What is expected:
Please return the lines below verbatim, beginning at the one that has "load_lyt(path, max_events)" and stopping after the one that has "song.push(250.5, ActionEvent::note_off(0, 60));", and add no other lines.

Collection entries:
//! Song log and song files
//!
//! A song is an ordered list of timestamped action events plus metadata.
//! `.fpm` files are read and written by [`file`]; `.lyt` files from the
//! iDreamPiano player can be imported with [`lyt`].

pub mod file;
pub mod lyt;
pub mod migrate;

use std::path::Path;

use serde::Serialize;

use crate::action::ActionEvent;
use crate::error::SongResult;
use crate::version::Version;

pub use file::{decode, encode, load, save};
pub use lyt::{decode_lyt, load_lyt};
pub use migrate::migrate;

/// Capacity of the song log, in events
pub const DEFAULT_MAX_EVENTS: usize = 1 << 20;

/// One logged event; `time` is in milliseconds from the start of the song
#[derive(Debug, Clone, Copy, PartialEq)]
pub struct SongEvent {
    pub time: f64,
    pub event: ActionEvent,
}

impl SongEvent {
    pub fn new(time: f64, event: ActionEvent) -> Self {
        Self { time, event }
    }
}

#[derive(Debug, Clone, PartialEq, Eq, Serialize)]
pub struct SongInfo {
    #[serde(serialize_with = "serialize_version")]
    pub version: Version,
    pub title: String,
    pub author: String,
    pub comment: String,
    /// Instrument the song was recorded with, informational only
    pub instrument: String,
    pub write_protected: bool,
    /// False when the file used obsolete actions that could not be upgraded
    pub compatible: bool,
}

fn serialize_version<S: serde::Serializer>(version: &Version, s: S) -> Result<S::Ok, S::Error> {
    s.collect_str(version)
}

impl Default for SongInfo {
    fn default() -> Self {
        Self {
            version: Version::CURRENT,
            title: String::new(),
            author: String::new(),
            comment: String::new(),
            instrument: String::new(),
            write_protected: false,
            compatible: true,
        }
    }
}

#[derive(Debug, Clone, Default, PartialEq)]
pub struct Song {
    pub info: SongInfo,
    pub events: Vec<SongEvent>,
}

impl Song {
    pub fn new() -> Self {
        Self::default()
    }

    pub fn push(&mut self, time: f64, event: ActionEvent) {
        self.events.push(SongEvent::new(time, event));
    }

    pub fn len(&self) -> usize {
        self.events.len()
    }

    pub fn is_empty(&self) -> bool {
        self.events.is_empty()
    }

    /// Timestamp of the last event, in milliseconds
    pub fn length_ms(&self) -> f64 {
        self.events.last().map(|e| e.time).unwrap_or(0.0)
    }
}

/// Read a song file, picking the format from the extension
///
/// `.lyt` is imported; everything else is read as `.fpm`.
pub fn open(path: &Path, max_events: usize) -> SongResult<Song> {
    let is_lyt = path
        .extension()
        .and_then(|ext| ext.to_str())
        .is_some_and(|ext| ext.eq_ignore_ascii_case("lyt"));

    if is_lyt {
        load_lyt(path, max_events)
    } else {
        load(path, max_events)
    }
}

#[cfg(test)]
mod tests {
    use super::*;

    #[test]
    fn test_song_length() {
        let mut song = Song::new();
        assert!(song.is_empty());
        assert_eq!(song.length_ms(), 0.0);
        song.push(0.0, ActionEvent::note_on(0, 60, 127));
        song.push(250.5, ActionEvent::note_off(0, 60));
        assert_eq!(song.len(), 2);
        assert_eq!(song.length_ms(), 250.5);
    }

    #[test]
    fn test_info_json() {
        let info = SongInfo { title: "Etude".into(), ..SongInfo::default() };
        let json = serde_json::to_value(&info).unwrap();
        assert_eq!(json["version"], "1.8");
        assert_eq!(json["title"], "Etude");
        assert_eq!(json["compatible"], true);
    }
}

Response to this task:
        load_lyt(path, max_events)
    } else {
        load(path, max_events)
    }
}

#[cfg(test)]
mod tests {
    use super::*;

    #[test]
    fn test_song_length() {
        let mut song = Song::new();
        assert!(song.is_empty());
        assert_eq!(song.length_ms(), 0.0);
        song.push(0.0, ActionEvent::note_on(0, 60, 127));
        song.push(250.5, ActionEvent::note_off(0, 60));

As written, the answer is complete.